--- Exercise ---
Your task is to retype every entry exactly, omitting nothing.

Collected data entries
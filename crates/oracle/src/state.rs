//! Oracle record classification and state-machine checks.
//!
//! Each oracle record UTxO carries one policy token whose name identifies
//! the record kind. Transports and aggregation states come in numbered
//! pairs: `RewardTransport3` cooperates with `AggregationState3`, and a
//! pair only ever sits in a legal combination of states, `(Empty, Empty)`
//! between rounds and `(Pending, Published)` after an aggregation.

use tracing::debug;

use feedline_core::{
    AggState, OracleSettings, PolicyId, PosixTime, RewardAccount, TransportState, Utxo,
};

use crate::OracleError;

pub const SETTINGS_TOKEN: &[u8] = b"CoreSettings";
pub const REWARD_ACCOUNT_TOKEN: &[u8] = b"RewardAccount";
pub const TRANSPORT_TOKEN: &[u8] = b"RewardTransport";
pub const AGG_STATE_TOKEN: &[u8] = b"AggregationState";

/// Sequence number embedded in a record token name. A bare prefix counts
/// as sequence zero.
fn token_sequence(name: &[u8], prefix: &[u8]) -> Option<u64> {
    let suffix = name.strip_prefix(prefix)?;
    if suffix.is_empty() {
        return Some(0);
    }
    std::str::from_utf8(suffix).ok()?.parse().ok()
}

/// The sequence of the first token under `policy` whose name starts with
/// `prefix`.
fn utxo_sequence(utxo: &Utxo, policy: &PolicyId, prefix: &[u8]) -> Option<u64> {
    utxo.output
        .value
        .assets
        .iter()
        .find_map(|((asset_policy, name), quantity)| {
            if asset_policy == policy && *quantity > 0 {
                token_sequence(name, prefix)
            } else {
                None
            }
        })
}

fn holds_token(utxo: &Utxo, policy: &PolicyId, name: &[u8]) -> bool {
    utxo.asset(policy, name) > 0
}

/// The settings record and its UTxO.
pub fn settings<'a>(
    utxos: &'a [Utxo],
    policy: &PolicyId,
) -> Result<(&'a OracleSettings, &'a Utxo), OracleError> {
    utxos
        .iter()
        .find(|utxo| holds_token(utxo, policy, SETTINGS_TOKEN))
        .and_then(|utxo| match &utxo.output.datum {
            Some(feedline_core::OracleDatum::Settings(settings)) => Some((settings, utxo)),
            _ => None,
        })
        .ok_or_else(|| OracleError::State("oracle settings record not found".into()))
}

/// The reward-account record and its UTxO.
pub fn reward_account<'a>(
    utxos: &'a [Utxo],
    policy: &PolicyId,
) -> Result<(&'a RewardAccount, &'a Utxo), OracleError> {
    utxos
        .iter()
        .find(|utxo| holds_token(utxo, policy, REWARD_ACCOUNT_TOKEN))
        .and_then(|utxo| match &utxo.output.datum {
            Some(feedline_core::OracleDatum::RewardAccount(account)) => Some((account, utxo)),
            _ => None,
        })
        .ok_or_else(|| OracleError::State("reward account record not found".into()))
}

/// The UTxO carrying the oracle validator as a reference script.
pub fn reference_script_utxo<'a>(utxos: &'a [Utxo]) -> Result<&'a Utxo, OracleError> {
    utxos
        .iter()
        .find(|utxo| utxo.output.script.is_some())
        .ok_or_else(|| OracleError::State("reference script utxo not found".into()))
}

/// Transport records with their datum state, paired with their sequence.
fn transports<'a>(utxos: &'a [Utxo], policy: &PolicyId) -> Vec<(u64, &'a TransportState, &'a Utxo)> {
    utxos
        .iter()
        .filter_map(|utxo| {
            let seq = utxo_sequence(utxo, policy, TRANSPORT_TOKEN)?;
            match &utxo.output.datum {
                Some(feedline_core::OracleDatum::Transport(state)) => Some((seq, state, utxo)),
                _ => None,
            }
        })
        .collect()
}

fn agg_states<'a>(utxos: &'a [Utxo], policy: &PolicyId) -> Vec<(u64, &'a AggState, &'a Utxo)> {
    utxos
        .iter()
        .filter_map(|utxo| {
            // Transport names share no prefix with agg-state names, so a
            // plain prefix match is unambiguous.
            let seq = utxo_sequence(utxo, policy, AGG_STATE_TOKEN)?;
            match &utxo.output.datum {
                Some(feedline_core::OracleDatum::AggState(state)) => Some((seq, state, utxo)),
                _ => None,
            }
        })
        .collect()
}

/// Transports holding a committed aggregation awaiting reward processing.
pub fn pending_transports<'a>(utxos: &'a [Utxo], policy: &PolicyId) -> Vec<&'a Utxo> {
    transports(utxos, policy)
        .into_iter()
        .filter(|(_, state, _)| matches!(state, TransportState::Pending(_)))
        .map(|(_, _, utxo)| utxo)
        .collect()
}

/// Transports ready to receive a new aggregation.
pub fn empty_transports<'a>(utxos: &'a [Utxo], policy: &PolicyId) -> Vec<&'a Utxo> {
    transports(utxos, policy)
        .into_iter()
        .filter(|(_, state, _)| matches!(state, TransportState::Empty))
        .map(|(_, _, utxo)| utxo)
        .collect()
}

/// Whether a transport/agg-state pair sits in a legal combination.
pub fn validate_matching_pair(transport: &TransportState, agg_state: &AggState) -> bool {
    matches!(
        (transport, agg_state),
        (TransportState::Empty, AggState::Empty)
            | (TransportState::Pending(_), AggState::Published { .. })
    )
}

/// Selects one legally paired transport/agg-state couple: an idle
/// `(Empty, Empty)` pair if one exists, otherwise a committed
/// `(Pending, Published)` pair. Sequences must agree.
pub fn find_matching_pair<'a>(
    utxos: &'a [Utxo],
    policy: &PolicyId,
) -> Result<(&'a Utxo, &'a Utxo), OracleError> {
    let transports = transports(utxos, policy);
    let states = agg_states(utxos, policy);

    let mut committed = None;
    for &(seq, transport_state, transport) in &transports {
        for &(state_seq, agg_state, state_utxo) in &states {
            if seq != state_seq || !validate_matching_pair(transport_state, agg_state) {
                continue;
            }
            if matches!(transport_state, TransportState::Empty) {
                debug!(seq, "found idle record pair");
                return Ok((transport, state_utxo));
            }
            if committed.is_none() {
                committed = Some((seq, transport, state_utxo));
            }
        }
    }
    if let Some((seq, transport, state_utxo)) = committed {
        debug!(seq, "found committed record pair");
        return Ok((transport, state_utxo));
    }
    Err(OracleError::State("no legally paired transport/agg-state records".into()))
}

/// Selects the pair an aggregation round can consume: an `Empty` transport
/// together with its agg-state that is either `Empty` or `Published` but
/// expired at `now`.
pub fn find_aggregation_pair<'a>(
    utxos: &'a [Utxo],
    policy: &PolicyId,
    now: PosixTime,
) -> Result<(&'a Utxo, &'a Utxo), OracleError> {
    let transports = transports(utxos, policy);
    let states = agg_states(utxos, policy);

    for &(seq, transport_state, transport) in &transports {
        if !matches!(transport_state, TransportState::Empty) {
            continue;
        }
        for &(state_seq, agg_state, state_utxo) in &states {
            if seq != state_seq {
                continue;
            }
            let reusable = matches!(agg_state, AggState::Empty) || agg_state.is_expired(now);
            if reusable {
                debug!(seq, "found aggregation-ready record pair");
                return Ok((transport, state_utxo));
            }
        }
    }
    Err(OracleError::State("no transport/agg-state pair available for aggregation".into()))
}

/// Whether a pending transport's rewards are due: the committed round must
/// be at least `liveness` milliseconds old at `now`.
pub fn can_process_rewards(utxo: &Utxo, now: PosixTime, liveness: u64) -> bool {
    match &utxo.output.datum {
        Some(feedline_core::OracleDatum::Transport(TransportState::Pending(agg))) => {
            now >= agg.message.timestamp + liveness
        }
        _ => false,
    }
}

--- Task result ---
filename crates/oracle/src/state.rs
//! Oracle record classification and state-machine checks.
//!
//! Each oracle record UTxO carries one policy token whose name identifies
//! the record kind. Transports and aggregation states come in numbered
//! pairs: `RewardTransport3` cooperates with `AggregationState3`, and a
//! pair only ever sits in a legal combination of states, `(Empty, Empty)`
//! between rounds and `(Pending, Published)` after an aggregation.

use tracing::debug;

use feedline_core::{
    AggState, OracleSettings, PolicyId, PosixTime, RewardAccount, TransportState, Utxo,
};

use crate::OracleError;

pub const SETTINGS_TOKEN: &[u8] = b"CoreSettings";
pub const REWARD_ACCOUNT_TOKEN: &[u8] = b"RewardAccount";
pub const TRANSPORT_TOKEN: &[u8] = b"RewardTransport";
pub const AGG_STATE_TOKEN: &[u8] = b"AggregationState";

/// Sequence number embedded in a record token name. A bare prefix counts
/// as sequence zero.
fn token_sequence(name: &[u8], prefix: &[u8]) -> Option<u64> {
    let suffix = name.strip_prefix(prefix)?;
    if suffix.is_empty() {
        return Some(0);
    }
    std::str::from_utf8(suffix).ok()?.parse().ok()
}

/// The sequence of the first token under `policy` whose name starts with
/// `prefix`.
fn utxo_sequence(utxo: &Utxo, policy: &PolicyId, prefix: &[u8]) -> Option<u64> {
    utxo.output
        .value
        .assets
        .iter()
        .find_map(|((asset_policy, name), quantity)| {
            if asset_policy == policy && *quantity > 0 {
                token_sequence(name, prefix)
            } else {
                None
            }
        })
}

fn holds_token(utxo: &Utxo, policy: &PolicyId, name: &[u8]) -> bool {
    utxo.asset(policy, name) > 0
}

/// The settings record and its UTxO.
pub fn settings<'a>(
    utxos: &'a [Utxo],
    policy: &PolicyId,
) -> Result<(&'a OracleSettings, &'a Utxo), OracleError> {
    utxos
        .iter()
        .find(|utxo| holds_token(utxo, policy, SETTINGS_TOKEN))
        .and_then(|utxo| match &utxo.output.datum {
            Some(feedline_core::OracleDatum::Settings(settings)) => Some((settings, utxo)),
            _ => None,
        })
        .ok_or_else(|| OracleError::State("oracle settings record not found".into()))
}

/// The reward-account record and its UTxO.
pub fn reward_account<'a>(
    utxos: &'a [Utxo],
    policy: &PolicyId,
) -> Result<(&'a RewardAccount, &'a Utxo), OracleError> {
    utxos
        .iter()
        .find(|utxo| holds_token(utxo, policy, REWARD_ACCOUNT_TOKEN))
        .and_then(|utxo| match &utxo.output.datum {
            Some(feedline_core::OracleDatum::RewardAccount(account)) => Some((account, utxo)),
            _ => None,
        })
        .ok_or_else(|| OracleError::State("reward account record not found".into()))
}

/// The UTxO carrying the oracle validator as a reference script.
pub fn reference_script_utxo<'a>(utxos: &'a [Utxo]) -> Result<&'a Utxo, OracleError> {
    utxos
        .iter()
        .find(|utxo| utxo.output.script.is_some())
        .ok_or_else(|| OracleError::State("reference script utxo not found".into()))
}

/// Transport records with their datum state, paired with their sequence.
fn transports<'a>(utxos: &'a [Utxo], policy: &PolicyId) -> Vec<(u64, &'a TransportState, &'a Utxo)> {
    utxos
        .iter()
        .filter_map(|utxo| {
            let seq = utxo_sequence(utxo, policy, TRANSPORT_TOKEN)?;
            match &utxo.output.datum {
                Some(feedline_core::OracleDatum::Transport(state)) => Some((seq, state, utxo)),
                _ => None,
            }
        })
        .collect()
}

fn agg_states<'a>(utxos: &'a [Utxo], policy: &PolicyId) -> Vec<(u64, &'a AggState, &'a Utxo)> {
    utxos
        .iter()
        .filter_map(|utxo| {
            // Transport names share no prefix with agg-state names, so a
            // plain prefix match is unambiguous.
            let seq = utxo_sequence(utxo, policy, AGG_STATE_TOKEN)?;
            match &utxo.output.datum {
                Some(feedline_core::OracleDatum::AggState(state)) => Some((seq, state, utxo)),
                _ => None,
            }
        })
        .collect()
}

/// Transports holding a committed aggregation awaiting reward processing.
pub fn pending_transports<'a>(utxos: &'a [Utxo], policy: &PolicyId) -> Vec<&'a Utxo> {
    transports(utxos, policy)
        .into_iter()
        .filter(|(_, state, _)| matches!(state, TransportState::Pending(_)))
        .map(|(_, _, utxo)| utxo)
        .collect()
}

/// Transports ready to receive a new aggregation.
pub fn empty_transports<'a>(utxos: &'a [Utxo], policy: &PolicyId) -> Vec<&'a Utxo> {
    transports(utxos, policy)
        .into_iter()
        .filter(|(_, state, _)| matches!(state, TransportState::Empty))
        .map(|(_, _, utxo)| utxo)
        .collect()
}

/// Whether a transport/agg-state pair sits in a legal combination.
pub fn validate_matching_pair(transport: &TransportState, agg_state: &AggState) -> bool {
    matches!(
        (transport, agg_state),
        (TransportState::Empty, AggState::Empty)
            | (TransportState::Pending(_), AggState::Published { .. })
    )
}

/// Selects one legally paired transport/agg-state couple: an idle
/// `(Empty, Empty)` pair if one exists, otherwise a committed
/// `(Pending, Published)` pair. Sequences must agree.
pub fn find_matching_pair<'a>(
    utxos: &'a [Utxo],
    policy: &PolicyId,
) -> Result<(&'a Utxo, &'a Utxo), OracleError> {
    let transports = transports(utxos, policy);
    let states = agg_states(utxos, policy);

    let mut committed = None;
    for &(seq, transport_state, transport) in &transports {
        for &(state_seq, agg_state, state_utxo) in &states {
            if seq != state_seq || !validate_matching_pair(transport_state, agg_state) {
                continue;
            }
            if matches!(transport_state, TransportState::Empty) {
                debug!(seq, "found idle record pair");
                return Ok((transport, state_utxo));
            }
            if committed.is_none() {
                committed = Some((seq, transport, state_utxo));
            }
        }
    }
    if let Some((seq, transport, state_utxo)) = committed {
        debug!(seq, "found committed record pair");
        return Ok((transport, state_utxo));
    }
    Err(OracleError::State("no legally paired transport/agg-state records".into()))
}

/// Selects the pair an aggregation round can consume: an `Empty` transport
/// together with its agg-state that is either `Empty` or `Published` but
/// expired at `now`.
pub fn find_aggregation_pair<'a>(
    utxos: &'a [Utxo],
    policy: &PolicyId,
    now: PosixTime,
) -> Result<(&'a Utxo, &'a Utxo), OracleError> {
    let transports = transports(utxos, policy);
    let states = agg_states(utxos, policy);

    for &(seq, transport_state, transport) in &transports {
        if !matches!(transport_state, TransportState::Empty) {
            continue;
        }
        for &(state_seq, agg_state, state_utxo) in &states {
            if seq != state_seq {
                continue;
            }
            let reusable = matches!(agg_state, AggState::Empty) || agg_state.is_expired(now);
            if reusable {
                debug!(seq, "found aggregation-ready record pair");
                return Ok((transport, state_utxo));
            }
        }
    }
    Err(OracleError::State("no transport/agg-state pair available for aggregation".into()))
}

/// Whether a pending transport's rewards are due: the committed round must
/// be at least `liveness` milliseconds old at `now`.
pub fn can_process_rewards(utxo: &Utxo, now: PosixTime, liveness: u64) -> bool {
    match &utxo.output.datum {
        Some(feedline_core::OracleDatum::Transport(TransportState::Pending(agg))) => {
            now >= agg.message.timestamp + liveness
        }
        _ => false,
    }
}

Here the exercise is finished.